## What to do
Below are records; give the number of their lines that contain "guard", and only that number.

+---+

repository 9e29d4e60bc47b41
mod data_store;
mod errors;
mod schema_validation;

pub use data_store::{DataStore, PostgresDataStore, SqliteDataStore, connect_data_store};
pub use errors::StorageError;

pub(crate) use schema_validation::{validate_postgres_table_schema, validate_sqlite_table_schema};
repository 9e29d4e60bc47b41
use std::time::Duration;

use crate::oauth2::errors::OAuth2Error;

/// HTTP client for provider calls. `timeout` bounds each whole request, so an
/// unresponsive provider fails the call like any other transport error.
pub(super) fn build_http_client(timeout: Duration) -> Result<reqwest::Client, OAuth2Error> {
    reqwest::Client::builder()
        .timeout(timeout)
        .pool_idle_timeout(Duration::from_secs(90))
        .pool_max_idle_per_host(32)
        .build()
        .map_err(|e| OAuth2Error::Configuration(format!("failed to build HTTP client: {e}")))
}
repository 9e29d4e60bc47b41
mod client;
mod google;
mod state;
mod utils;

pub use client::{AuthorizationClient, IdentityResolver};
pub use google::{GoogleAuthorizationClient, GoogleIdentityResolver};
pub use state::{LoginState, StateTokenIssuer};
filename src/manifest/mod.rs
//! The `tables.list` manifest.
//!
//! The manifest is the single source of truth for stack membership: a
//! newline-delimited list of table basenames, oldest first. A table file
//! that is not listed is not part of the logical state, no matter what
//! else sits in the directory.
//!
//! The format is plain text on purpose: an operator inspecting a stack
//! directory can read and, in an emergency, repair it with any editor.
//!
//! # Atomic rewrites
//!
//! Every rewrite stages the new body in `tables.list.lock`, which doubles
//! as the writer mutex (see [`crate::lock`]): the staged bytes are
//! fsynced, chmodded, and renamed over `tables.list` in one step. Readers
//! therefore observe either the old or the new manifest, never a torn
//! one, and a successful rename releases the lock implicitly. A failed
//! rename leaves the lock file in place for an operator to inspect.

#[cfg(test)]
mod tests;

use std::fs;
use std::io::{self, ErrorKind};
use std::path::{Path, PathBuf};

use thiserror::Error;
use tracing::debug;

use crate::lock::{LockError, LockFile};

/// Basename of the manifest file.
pub const MANIFEST_FILENAME: &str = "tables.list";

/// Basename of the manifest lock / staging file.
pub const MANIFEST_LOCK_FILENAME: &str = "tables.list.lock";

// ------------------------------------------------------------------------------------------------
// Error type
// ------------------------------------------------------------------------------------------------

/// Errors returned by manifest operations.
#[derive(Debug, Error)]
pub enum ManifestError {
    /// Underlying I/O error.
    #[error("I/O error: {0}")]
    Io(#[from] io::Error),

    /// Lock acquisition or commit failure.
    #[error("lock error: {0}")]
    Lock(#[from] LockError),
}

// ------------------------------------------------------------------------------------------------
// Paths
// ------------------------------------------------------------------------------------------------

/// Path of `tables.list` inside `dir`.
pub fn manifest_path(dir: &Path) -> PathBuf {
    dir.join(MANIFEST_FILENAME)
}

/// Path of `tables.list.lock` inside `dir`.
pub fn lock_path(dir: &Path) -> PathBuf {
    dir.join(MANIFEST_LOCK_FILENAME)
}

// ------------------------------------------------------------------------------------------------
// Read / write
// ------------------------------------------------------------------------------------------------

/// Reads the ordered list of table basenames from `dir`.
///
/// A missing manifest is an empty stack, not an error. A trailing
/// newline (and nothing else) is tolerated and ignored.
pub fn read(dir: &Path) -> Result<Vec<String>, ManifestError> {
    let body = match fs::read_to_string(manifest_path(dir)) {
        Ok(body) => body,
        Err(e) if e.kind() == ErrorKind::NotFound => return Ok(Vec::new()),
        Err(e) => return Err(ManifestError::Io(e)),
    };
    Ok(body
        .split('\n')
        .filter(|line| !line.is_empty())
        .map(str::to_string)
        .collect())
}

/// Formats the manifest body for `names`, with a trailing newline.
pub fn format_body(names: &[String]) -> String {
    let mut body = String::new();
    for name in names {
        body.push_str(name);
        body.push('\n');
    }
    body
}

/// Publishes `names` as the new manifest through an already-held lock.
///
/// Writes the body into the lock file, fsyncs, applies `mode` if given,
/// and renames over `tables.list`. Consumes the lock either way: success
/// releases it via the rename, failure leaves it on disk for inspection.
pub(crate) fn commit_with_lock(
    mut lock: LockFile,
    dir: &Path,
    names: &[String],
    mode: Option<u32>,
) -> Result<(), ManifestError> {
    let body = format_body(names);
    lock.write_all(body.as_bytes())?;
    lock.sync()?;
    if let Some(mode) = mode {
        lock.set_mode(mode)?;
    }
    lock.commit(&manifest_path(dir))?;
    fsync_dir(dir)?;
    debug!(tables = names.len(), "manifest rewritten");
    Ok(())
}

/// Makes the rename itself durable.
fn fsync_dir(dir: &Path) -> Result<(), ManifestError> {
    let dir_file = fs::File::open(dir)?;
    dir_file.sync_all()?;
    Ok(())
}
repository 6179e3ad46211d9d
mod helpers;
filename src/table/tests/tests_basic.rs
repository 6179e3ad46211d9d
//! Table write → open → read round trips.

#[cfg(test)]
mod tests {
    use crate::record::{HashId, RefRecord, RefValue};
    use crate::table::tests::helpers::{log_record, oid, opts, write_table};
    use crate::table::{Table, TableWriter, parse_table_file_name, table_file_name};
    use tempfile::TempDir;

    /// # Scenario
    /// Write a table with refs and logs, reopen it, and verify footer
    /// metadata and record contents byte-for-byte.
    #[test]
    fn write_read_roundtrip() {
        let dir = TempDir::new().unwrap();
        let refs = vec![
            RefRecord::direct("refs/heads/main", 3, oid(0xAA)),
            RefRecord::symbolic("refs/heads/link", 4, "refs/heads/main"),
            RefRecord {
                name: "refs/tags/v1".to_string(),
                update_index: 5,
                value: RefValue::DirectPeeled {
                    id: oid(0xBB),
                    peeled: oid(0xCC),
                },
            },
        ];
        let logs = vec![
            log_record("refs/heads/main", 5, 100),
            log_record("refs/heads/main", 3, 90),
        ];
        // Refs sorted by name for the writer.
        let mut sorted_refs = refs.clone();
        sorted_refs.sort_by(|a, b| a.name.cmp(&b.name));

        let path = write_table(dir.path(), "t.ref", 3, 5, &sorted_refs, &logs);
        let table = Table::open(&path, HashId::Sha1).unwrap();

        assert_eq!(table.ref_count(), 3);
        assert_eq!(table.log_count(), 2);
        assert_eq!(table.entry_count(), 5);
        assert_eq!(table.min_update_index(), 3);
        assert_eq!(table.max_update_index(), 5);
        assert_eq!(table.name(), "t.ref");

        let main = table.seek_ref("refs/heads/main").unwrap().unwrap();
        assert_eq!(main, sorted_refs[1]);

        let read_back: Vec<_> = table.iter_refs().map(|r| r.unwrap()).collect();
        assert_eq!(read_back, sorted_refs);
    }

    /// # Scenario
    /// `seek_ref` misses cleanly: names between records, before the
    /// first record, and after the last all yield `None`.
    #[test]
    fn seek_ref_misses() {
        let dir = TempDir::new().unwrap();
        let refs = vec![
            RefRecord::direct("refs/heads/bb", 1, oid(1)),
            RefRecord::direct("refs/heads/dd", 1, oid(2)),
        ];
        let path = write_table(dir.path(), "t.ref", 1, 1, &refs, &[]);
        let table = Table::open(&path, HashId::Sha1).unwrap();

        assert!(table.seek_ref("refs/heads/aa").unwrap().is_none());
        assert!(table.seek_ref("refs/heads/cc").unwrap().is_none());
        assert!(table.seek_ref("refs/heads/zz").unwrap().is_none());
    }

    /// # Scenario
    /// `seek_log` returns the most recent (highest update index) entry
    /// for a name; log iteration preserves writer order.
    #[test]
    fn seek_log_returns_latest() {
        let dir = TempDir::new().unwrap();
        let logs = vec![
            log_record("refs/heads/a", 9, 900),
            log_record("refs/heads/a", 4, 400),
            log_record("refs/heads/b", 7, 700),
        ];
        let path = write_table(dir.path(), "t.ref", 1, 10, &[], &logs);
        let table = Table::open(&path, HashId::Sha1).unwrap();

        let latest = table.seek_log("refs/heads/a").unwrap().unwrap();
        assert_eq!(latest.update_index, 9);

        let all: Vec<_> = table.iter_logs().map(|r| r.unwrap()).collect();
        assert_eq!(all, logs);
        assert!(table.seek_log("refs/heads/c").unwrap().is_none());
    }

    /// # Scenario
    /// A tombstone round-trips like any other record.
    #[test]
    fn tombstones_roundtrip() {
        let dir = TempDir::new().unwrap();
        let refs = vec![RefRecord::deletion("refs/heads/gone", 2)];
        let path = write_table(dir.path(), "t.ref", 2, 2, &refs, &[]);
        let table = Table::open(&path, HashId::Sha1).unwrap();

        let record = table.seek_ref("refs/heads/gone").unwrap().unwrap();
        assert!(record.value.is_deletion());
    }

    /// # Scenario
    /// A writer that received no records finishes as `None` and leaves
    /// no file behind.
    #[test]
    fn empty_finish_writes_nothing() {
        let dir = TempDir::new().unwrap();
        let path = dir.path().join("empty.ref");

        let writer = TableWriter::new(&path, opts(), 1, 1);
        assert!(writer.finish().unwrap().is_none());
        assert!(!path.exists());
    }

    /// # Scenario
    /// The bloom filter definitively excludes absent names and never
    /// excludes present ones.
    #[test]
    fn bloom_filter_behavior() {
        let dir = TempDir::new().unwrap();
        let refs: Vec<_> = (0..64)
            .map(|i| RefRecord::direct(format!("refs/heads/branch{i:03}"), 1, oid(i as u8)))
            .collect();
        let path = write_table(dir.path(), "t.ref", 1, 1, &refs, &[]);
        let table = Table::open(&path, HashId::Sha1).unwrap();

        for record in &refs {
            assert!(table.bloom_may_contain(record.name.as_bytes()));
        }
        // With a 1% target false-positive rate, 200 misses virtually
        // never all pass; require that at least one is excluded.
        let excluded = (0..200)
            .filter(|i| !table.bloom_may_contain(format!("refs/heads/other{i}").as_bytes()))
            .count();
        assert!(excluded > 0);
    }

    /// # Scenario
    /// Table basenames round-trip through format and parse; anything
    /// else is rejected.
    #[test]
    fn file_name_shape() {
        let name = table_file_name(0x1, 0x2, 0xDEAD_BEEF);
        assert_eq!(name, "0000000000000001-0000000000000002-deadbeef.ref");
        assert_eq!(parse_table_file_name(&name), Some((1, 2)));

        assert!(parse_table_file_name("tables.list").is_none());
        assert!(parse_table_file_name("0001-0002-deadbeef.ref").is_none());
        assert!(
            parse_table_file_name("0000000000000001-0000000000000002-deadbeef.ref.lock")
                .is_none()
        );
        assert!(
            parse_table_file_name("000000000000000x-0000000000000002-deadbeef.ref").is_none()
        );
    }
}
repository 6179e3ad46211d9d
//! Filesystem lock files for inter-process coordination.
//!
//! All writer coordination in a stack directory goes through `.lock`
//! sibling files created with exclusive-create semantics: the process
//! that wins `O_CREAT|O_EXCL` owns the lock, everyone else observes
//! contention immediately. Acquisition never blocks.
//!
//! A [`LockFile`] is scoped: dropping it removes the lock file, so every
//! exit path (success, `?` propagation, panic unwind) releases the lock.
//! The one exception is [`LockFile::commit`], which renames the lock file
//! over its destination; the rename both publishes the staged content and
//! releases the lock in a single atomic step.
//!
//! Stale lock files left behind by a crashed process are never broken by
//! this library. Removing them is an operator decision.

#[cfg(test)]
mod tests;

use std::fs::{self, File, OpenOptions};
use std::io::{self, Write};
use std::path::{Path, PathBuf};

use thiserror::Error;
use tracing::warn;

// ------------------------------------------------------------------------------------------------
// Error type
// ------------------------------------------------------------------------------------------------

/// Errors returned by lock operations.
#[derive(Debug, Error)]
pub enum LockError {
    /// The lock file already exists: another process holds the lock.
    #[error("lock file {path:?} is held by another process")]
    Contended {
        /// Path of the contended lock file.
        path: PathBuf,
    },

    /// Underlying I/O error.
    #[error("I/O error: {0}")]
    Io(#[from] io::Error),
}

// ------------------------------------------------------------------------------------------------
// LockFile
// ------------------------------------------------------------------------------------------------

/// An exclusively-created lock file, released on drop.
#[derive(Debug)]
pub struct LockFile {
    path: PathBuf,
    file: Option<File>,
    /// Set once the lock file has been renamed away (or intentionally
    /// left in place after a failed commit); suppresses removal in drop.
    defused: bool,
}

impl LockFile {
    /// Acquires the lock by exclusively creating `path`.
    ///
    /// Returns [`LockError::Contended`] if the file already exists.
    pub fn acquire(path: impl Into<PathBuf>) -> Result<Self, LockError> {
        let path = path.into();
        match OpenOptions::new().write(true).create_new(true).open(&path) {
            Ok(file) => Ok(Self {
                path,
                file: Some(file),
                defused: false,
            }),
            Err(e) if e.kind() == io::ErrorKind::AlreadyExists => {
                Err(LockError::Contended { path })
            }
            Err(e) => Err(LockError::Io(e)),
        }
    }

    /// Path of the lock file itself.
    pub fn path(&self) -> &Path {
        &self.path
    }

    /// Appends `data` to the lock file.
    pub fn write_all(&mut self, data: &[u8]) -> Result<(), LockError> {
        match self.file.as_mut() {
            Some(file) => {
                file.write_all(data)?;
                Ok(())
            }
            None => Err(LockError::Io(io::Error::other("lock file already closed"))),
        }
    }

    /// Flushes the lock file's content to stable storage.
    pub fn sync(&mut self) -> Result<(), LockError> {
        match self.file.as_mut() {
            Some(file) => {
                file.sync_all()?;
                Ok(())
            }
            None => Err(LockError::Io(io::Error::other("lock file already closed"))),
        }
    }

    /// Sets the permission bits of the lock file.
    #[cfg(unix)]
    pub fn set_mode(&mut self, mode: u32) -> Result<(), LockError> {
        use std::os::unix::fs::PermissionsExt;
        match self.file.as_ref() {
            Some(file) => {
                file.set_permissions(fs::Permissions::from_mode(mode))?;
                Ok(())
            }
            None => Err(LockError::Io(io::Error::other("lock file already closed"))),
        }
    }

    #[cfg(not(unix))]
    pub fn set_mode(&mut self, _mode: u32) -> Result<(), LockError> {
        Ok(())
    }

    /// Publishes the lock file's content by renaming it over `dest`.
    ///
    /// A successful rename releases the lock implicitly. If the rename
    /// fails the lock file is intentionally left in place so an operator
    /// can inspect it; the error is surfaced to the caller.
    pub fn commit(mut self, dest: &Path) -> Result<(), LockError> {
        self.file = None;
        self.defused = true;
        fs::rename(&self.path, dest)?;
        Ok(())
    }
}

impl Drop for LockFile {
    fn drop(&mut self) {
        if self.defused {
            return;
        }
        self.file = None;
        if let Err(e) = fs::remove_file(&self.path) {
            if e.kind() != io::ErrorKind::NotFound {
                warn!(path = ?self.path, %e, "failed to remove lock file");
            }
        }
    }
}
//! Record types stored in reference tables.
//!
//! Two record kinds exist, each forming its own ordered keyspace inside a
//! table:
//!
//! - [`RefRecord`] — the current value of one reference: a direct object
//!   id, a direct id with a peeled target, a symbolic reference, or a
//!   deletion tombstone. Keyed by name.
//! - [`LogRecord`] — one historical reflog entry (or a log deletion
//!   marker). Keyed by `(name, update_index)` with the index descending,
//!   so the most recent entry for a name is encountered first.
//!
//! Every record carries the `update_index` of the write that produced it.
//! Update indices increase monotonically across the whole stack; a table
//! file covers one contiguous `[min, max]` interval of them.
//!
//! Object ids are raw digest bytes whose width is fixed by the stack's
//! [`HashId`]; tables written with one hash id cannot be read as another.

pub(crate) mod encoding_impls;

// ------------------------------------------------------------------------------------------------
// HashId
// ------------------------------------------------------------------------------------------------

/// Identifies the object-name digest used by a stack.
///
/// The id is stamped into every table header; the on-disk format is
/// incompatible across ids, so opening a table with a mismatching hash id
/// fails with a format error.
#[derive(Debug, Clone, Copy, PartialEq, Eq)]
pub enum HashId {
    /// SHA-1 object names (20 bytes).
    Sha1,
    /// SHA-256 object names (32 bytes).
    Sha256,
}

impl HashId {
    /// The u32 format id written into table headers.
    pub const fn format_id(self) -> u32 {
        match self {
            // ASCII "sha1" / "s256".
            HashId::Sha1 => 0x7368_6131,
            HashId::Sha256 => 0x7332_3536,
        }
    }

    /// Byte width of an object id under this hash.
    pub const fn object_len(self) -> usize {
        match self {
            HashId::Sha1 => 20,
            HashId::Sha256 => 32,
        }
    }

    /// Reverse of [`HashId::format_id`].
    pub fn from_format_id(id: u32) -> Option<Self> {
        match id {
            0x7368_6131 => Some(HashId::Sha1),
            0x7332_3536 => Some(HashId::Sha256),
            _ => None,
        }
    }
}

// ------------------------------------------------------------------------------------------------
// Ref records
// ------------------------------------------------------------------------------------------------

/// The value half of a reference binding.
#[derive(Debug, Clone, PartialEq, Eq)]
pub enum RefValue {
    /// Deletion tombstone. Shadows any value for the same name held in
    /// older tables.
    Deletion,

    /// A direct binding to one object id.
    Direct(Vec<u8>),

    /// A direct binding plus the peeled object id it ultimately points
    /// at (annotated tags).
    DirectPeeled {
        /// Object id of the reference itself.
        id: Vec<u8>,
        /// Object id the annotated tag peels to.
        peeled: Vec<u8>,
    },

    /// A symbolic reference to another reference name.
    Symbolic(String),
}

impl RefValue {
    /// Returns `true` for the deletion tombstone.
    pub fn is_deletion(&self) -> bool {
        matches!(self, RefValue::Deletion)
    }
}

/// One reference binding as stored in a table.
#[derive(Debug, Clone, PartialEq, Eq)]
pub struct RefRecord {
    /// Fully qualified reference name.
    pub name: String,

    /// Update index of the write that produced this binding.
    pub update_index: u64,

    /// The bound value, or a tombstone.
    pub value: RefValue,
}

impl RefRecord {
    /// Creates a deletion tombstone for `name`.
    pub fn deletion(name: impl Into<String>, update_index: u64) -> Self {
        Self {
            name: name.into(),
            update_index,
            value: RefValue::Deletion,
        }
    }

    /// Creates a direct binding for `name`.
    pub fn direct(name: impl Into<String>, update_index: u64, id: impl Into<Vec<u8>>) -> Self {
        Self {
            name: name.into(),
            update_index,
            value: RefValue::Direct(id.into()),
        }
    }

    /// Creates a symbolic binding for `name`.
    pub fn symbolic(
        name: impl Into<String>,
        update_index: u64,
        target: impl Into<String>,
    ) -> Self {
        Self {
            name: name.into(),
            update_index,
            value: RefValue::Symbolic(target.into()),
        }
    }
}

// ------------------------------------------------------------------------------------------------
// Log records
// ------------------------------------------------------------------------------------------------

/// The payload of a live reflog entry.
#[derive(Debug, Clone, PartialEq, Eq)]
pub struct LogUpdate {
    /// Object id before the update. All zeroes for a creation.
    pub old_id: Vec<u8>,

    /// Object id after the update. All zeroes for a deletion.
    pub new_id: Vec<u8>,

    /// Committer name.
    pub committer: String,

    /// Committer email address.
    pub email: String,

    /// Wall-clock time of the update, seconds since the UNIX epoch.
    pub time: u64,

    /// Timezone offset in minutes east of UTC.
    pub tz_offset: i16,

    /// Reflog message. Normalized to carry exactly one trailing newline
    /// unless the stack was opened with `exact_log_message`.
    pub message: String,
}

/// One reflog entry as stored in a table.
///
/// `update` is `None` for a log deletion marker, which shadows the entry
/// with the same `(name, update_index)` key in older tables.
#[derive(Debug, Clone, PartialEq, Eq)]
pub struct LogRecord {
    /// Reference name this entry belongs to.
    pub name: String,

    /// Update index of the entry. Part of the key: log records sort by
    /// `(name ASC, update_index DESC)`.
    pub update_index: u64,

    /// The entry payload, or `None` for a deletion marker.
    pub update: Option<LogUpdate>,
}

impl LogRecord {
    /// Returns `true` for a log deletion marker.
    pub fn is_deletion(&self) -> bool {
        self.update.is_none()
    }
}
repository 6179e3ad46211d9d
//! Lock-file protocol tests: exclusive acquisition, scoped release, and
//! commit-by-rename.

#[cfg(test)]
mod tests {
    use crate::lock::{LockError, LockFile};
    use tempfile::TempDir;

    /// # Scenario
    /// Acquiring a free lock creates the lock file on disk.
    ///
    /// # Expected behavior
    /// The `.lock` file exists while the guard is alive.
    #[test]
    fn acquire_creates_lock_file() {
        let dir = TempDir::new().unwrap();
        let path = dir.path().join("tables.list.lock");

        let lock = LockFile::acquire(&path).unwrap();
        assert!(path.exists());
        drop(lock);
    }

    /// # Scenario
    /// A second acquisition while the first guard is alive observes
    /// contention, not blocking.
    ///
    /// # Expected behavior
    /// `LockError::Contended` carrying the lock path.
    #[test]
    fn contention_is_immediate() {
        let dir = TempDir::new().unwrap();
        let path = dir.path().join("tables.list.lock");

        let _held = LockFile::acquire(&path).unwrap();
        match LockFile::acquire(&path) {
            Err(LockError::Contended { path: p }) => assert_eq!(p, path),
            other => panic!("expected contention, got {other:?}"),
        }
    }

    /// # Scenario
    /// Dropping the guard releases the lock: the file is gone and a new
    /// acquisition succeeds.
    #[test]
    fn drop_releases_lock() {
        let dir = TempDir::new().unwrap();
        let path = dir.path().join("tables.list.lock");

        {
            let _lock = LockFile::acquire(&path).unwrap();
        }
        assert!(!path.exists());

        let _again = LockFile::acquire(&path).unwrap();
    }

    /// # Scenario
    /// Committing publishes the staged content at the destination and
    /// releases the lock in the same rename.
    ///
    /// # Actions
    /// 1. Acquire, write a body, sync.
    /// 2. `commit` to `tables.list`.
    ///
    /// # Expected behavior
    /// Destination holds the body; lock file is gone; the lock can be
    /// re-acquired.
    #[test]
    fn commit_renames_over_destination() {
        let dir = TempDir::new().unwrap();
        let lock_path = dir.path().join("tables.list.lock");
        let dest = dir.path().join("tables.list");

        let mut lock = LockFile::acquire(&lock_path).unwrap();
        lock.write_all(b"a.ref\nb.ref\n").unwrap();
        lock.sync().unwrap();
        lock.commit(&dest).unwrap();

        assert!(!lock_path.exists());
        assert_eq!(std::fs::read_to_string(&dest).unwrap(), "a.ref\nb.ref\n");
        let _reacquired = LockFile::acquire(&lock_path).unwrap();
    }

    /// # Scenario
    /// A failed commit (rename into a missing directory) surfaces the
    /// error and leaves the lock file in place for inspection.
    #[test]
    fn failed_commit_leaves_lock_in_place() {
        let dir = TempDir::new().unwrap();
        let lock_path = dir.path().join("tables.list.lock");
        let bad_dest = dir.path().join("missing").join("tables.list");

        let lock = LockFile::acquire(&lock_path).unwrap();
        assert!(lock.commit(&bad_dest).is_err());
        assert!(lock_path.exists(), "lock file must survive a failed commit");
    }
}
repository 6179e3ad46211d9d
//! # refstack
//!
//! An embeddable, transactional **stack of immutable reference tables**:
//! persistent storage for a version-control system's refs (branches,
//! tags, symbolic refs) and their reflog history, backed by a directory
//! on a POSIX-like filesystem. Designed for safe multi-process writers
//! and crash recovery without a server.
//!
//! ## Architecture
//!
//! ```text
//! ┌────────────────────────────────────────────────────────┐
//! │                        Stack                           │
//! │  ┌─────────────┐  ┌─────────────┐  ┌───────────────┐  │
//! │  │ tables.list │  │   Readers   │  │  MergedView   │  │
//! │  │ (manifest)  │──│ (one/table) │──│ (union scan)  │  │
//! │  └──────┬──────┘  └─────────────┘  └───────────────┘  │
//! │         │ atomic rename under tables.list.lock         │
//! │  ┌──────┴──────────────────────────────────────────┐  │
//! │  │  Addition (staged tables)  │  Compaction (merge)│  │
//! │  └─────────────────────────────────────────────────┘  │
//! └────────────────────────────────────────────────────────┘
//! ```
//!
//! ## Modules
//!
//! | Module | Purpose |
//! |--------|---------|
//! | [`stack`] | Stack handle — open, read, additions, compaction, cleanup |
//! | [`table`] | Immutable on-disk tables: writer, mmap reader, iterators |
//! | [`merge`] | K-way merged view over many tables, newest wins |
//! | [`manifest`] | The `tables.list` membership file and its atomic rewrite |
//! | [`lock`] | Exclusive-create lock files, scoped release |
//! | [`compaction`] | Geometric compaction planner, stats, log expiry |
//! | [`record`] | Ref and log record types, hash ids |
//! | [`encoding`] | Crate-owned deterministic wire format |
//!
//! ## Key properties
//!
//! - **Atomic commits** — a stack's membership changes only by renaming a
//!   staged `tables.list` over the old one; readers see the old or the
//!   new list, never a torn one.
//! - **Optimistic multi-process writes** — writers serialize on a lock
//!   file; a writer working from a stale view fails with
//!   [`StackError::Outdated`](stack::StackError::Outdated), reloads, and
//!   retries.
//! - **Monotonic update indices** — every write is tagged; each table
//!   covers one contiguous index interval, and intervals ascend through
//!   the stack.
//! - **Geometric compaction** — table count stays logarithmic in the
//!   number of writes; the automatic pass after each addition is
//!   best-effort and never fails a write.
//! - **Crash recovery** — unfinished additions and compactions leave only
//!   unreferenced files, reaped by [`Stack::clean`](stack::Stack::clean);
//!   stale locks are left for the operator.
//!
//! ## Quick start
//!
//! ```rust,no_run
//! use refstack::record::RefRecord;
//! use refstack::stack::{Stack, WriteOptions};
//!
//! let mut stack = Stack::open("/tmp/refs", WriteOptions::default())?;
//!
//! let index = stack.next_update_index();
//! stack.add(|writer| {
//!     writer.add_ref(&RefRecord::symbolic("HEAD", index, "refs/heads/main"))?;
//!     Ok(())
//! })?;
//!
//! let head = stack.read_ref("HEAD")?;
//! assert!(head.is_some());
//! # Ok::<(), refstack::stack::StackError>(())
//! ```

pub mod compaction;
pub mod encoding;
pub mod lock;
pub mod manifest;
pub mod merge;
pub mod record;
pub mod stack;
pub mod table;

pub use compaction::{CompactionStats, LogExpiry};
pub use record::{HashId, LogRecord, LogUpdate, RefRecord, RefValue};
pub use stack::{Addition, Stack, StackError, WriteOptions};
pub use table::{Table, TableError, TableWriter};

+---+

## Answer
3